Problem requirements
In the listing below, locate the lines that hold "models" and copy them.

Material to process
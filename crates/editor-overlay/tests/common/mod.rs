#![allow(dead_code)]

use editor_overlay::{
    BufferHandle, DecorationDescriptor, DecorationHandle, Diagnostic, DiagnosticSeverity,
    EditorHandle, HostEditor, HostError, MarkerDescriptor,
};
use std::collections::{BTreeMap, HashMap, HashSet};
use std::sync::Mutex;

#[derive(Debug, Clone)]
pub struct DecorationCall {
    pub editor: EditorHandle,
    pub previous: Vec<DecorationHandle>,
    pub decorations: Vec<DecorationDescriptor>,
}

#[derive(Debug, Clone)]
pub struct MarkerCall {
    pub buffer: BufferHandle,
    pub owner: String,
    pub markers: Vec<MarkerDescriptor>,
}

#[derive(Default)]
struct FakeHostState {
    next_id: u64,
    models: HashMap<String, BufferHandle>,
    line_counts: HashMap<BufferHandle, usize>,
    disposed_editors: HashSet<EditorHandle>,
    live: HashMap<EditorHandle, BTreeMap<DecorationHandle, DecorationDescriptor>>,
    markers: HashMap<(BufferHandle, String), Vec<MarkerDescriptor>>,
    decoration_calls: Vec<DecorationCall>,
    marker_calls: Vec<MarkerCall>,
    reject_markers: bool,
}

/// In-memory host that records every call and tracks live decorations per editor.
#[derive(Default)]
pub struct FakeHost {
    state: Mutex<FakeHostState>,
}

impl FakeHost {
    pub fn new() -> Self {
        Self::default()
    }

    pub fn open_model(&self, path: &str, line_count: usize) -> BufferHandle {
        let mut state = self.state.lock().unwrap();
        state.next_id += 1;
        let handle = BufferHandle(state.next_id);
        state.models.insert(path.to_string(), handle);
        state.line_counts.insert(handle, line_count);
        handle
    }

    pub fn close_model(&self, path: &str) {
        let mut state = self.state.lock().unwrap();
        if let Some(handle) = state.models.remove(path) {
            state.line_counts.remove(&handle);
        }
    }

    pub fn set_line_count(&self, buffer: BufferHandle, line_count: usize) {
        self.state
            .lock()
            .unwrap()
            .line_counts
            .insert(buffer, line_count);
    }

    pub fn dispose_editor(&self, editor: EditorHandle) {
        let mut state = self.state.lock().unwrap();
        state.disposed_editors.insert(editor);
        state.live.remove(&editor);
    }

    pub fn reject_markers(&self, reject: bool) {
        self.state.lock().unwrap().reject_markers = reject;
    }

    /// Live decorations of `editor`, sorted by line.
    pub fn live_decorations(&self, editor: EditorHandle) -> Vec<DecorationDescriptor> {
        let state = self.state.lock().unwrap();
        let mut out: Vec<DecorationDescriptor> = state
            .live
            .get(&editor)
            .map(|m| m.values().cloned().collect())
            .unwrap_or_default();
        out.sort_by_key(|d| d.line);
        out
    }

    pub fn live_count(&self, editor: EditorHandle) -> usize {
        self.state
            .lock()
            .unwrap()
            .live
            .get(&editor)
            .map_or(0, |m| m.len())
    }

    pub fn decoration_calls(&self) -> Vec<DecorationCall> {
        self.state.lock().unwrap().decoration_calls.clone()
    }

    pub fn decoration_call_count(&self) -> usize {
        self.state.lock().unwrap().decoration_calls.len()
    }

    pub fn marker_calls(&self) -> Vec<MarkerCall> {
        self.state.lock().unwrap().marker_calls.clone()
    }

    pub fn markers(&self, buffer: BufferHandle, owner: &str) -> Option<Vec<MarkerDescriptor>> {
        self.state
            .lock()
            .unwrap()
            .markers
            .get(&(buffer, owner.to_string()))
            .cloned()
    }

    pub fn clear_calls(&self) {
        let mut state = self.state.lock().unwrap();
        state.decoration_calls.clear();
        state.marker_calls.clear();
    }
}

impl HostEditor for FakeHost {
    fn set_decorations(
        &self,
        editor: EditorHandle,
        previous: &[DecorationHandle],
        decorations: &[DecorationDescriptor],
    ) -> Result<Vec<DecorationHandle>, HostError> {
        let mut state = self.state.lock().unwrap();
        state.decoration_calls.push(DecorationCall {
            editor,
            previous: previous.to_vec(),
            decorations: decorations.to_vec(),
        });
        if state.disposed_editors.contains(&editor) {
            return Err(HostError::EditorDisposed(editor));
        }

        let mut next_id = state.next_id;
        let live = state.live.entry(editor).or_default();
        for handle in previous {
            live.remove(handle);
        }
        let mut handles = Vec::with_capacity(decorations.len());
        for decoration in decorations {
            next_id += 1;
            let handle = DecorationHandle(next_id);
            live.insert(handle, decoration.clone());
            handles.push(handle);
        }
        state.next_id = next_id;
        Ok(handles)
    }

    fn set_markers(
        &self,
        buffer: BufferHandle,
        owner: &str,
        markers: &[MarkerDescriptor],
    ) -> Result<(), HostError> {
        let mut state = self.state.lock().unwrap();
        state.marker_calls.push(MarkerCall {
            buffer,
            owner: owner.to_string(),
            markers: markers.to_vec(),
        });
        if state.reject_markers {
            return Err(HostError::Rejected("markers disabled".to_string()));
        }
        state
            .markers
            .insert((buffer, owner.to_string()), markers.to_vec());
        Ok(())
    }

    fn model_for_path(&self, path: &str) -> Option<BufferHandle> {
        self.state.lock().unwrap().models.get(path).copied()
    }

    fn line_count(&self, buffer: BufferHandle) -> Option<usize> {
        self.state.lock().unwrap().line_counts.get(&buffer).copied()
    }
}

pub fn diagnostic(
    id: &str,
    path: &str,
    severity: DiagnosticSeverity,
    line: usize,
    message: &str,
) -> Diagnostic {
    Diagnostic {
        id: id.to_string(),
        file_path: path.to_string(),
        severity,
        message: message.to_string(),
        source: "unit-test".to_string(),
        code: None,
        start_line: line,
        start_column: 1,
        end_line: line,
        end_column: 5,
    }
}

Exercise result
    models: HashMap<String, BufferHandle>,
        state.models.insert(path.to_string(), handle);
        if let Some(handle) = state.models.remove(path) {
        self.state.lock().unwrap().models.get(path).copied()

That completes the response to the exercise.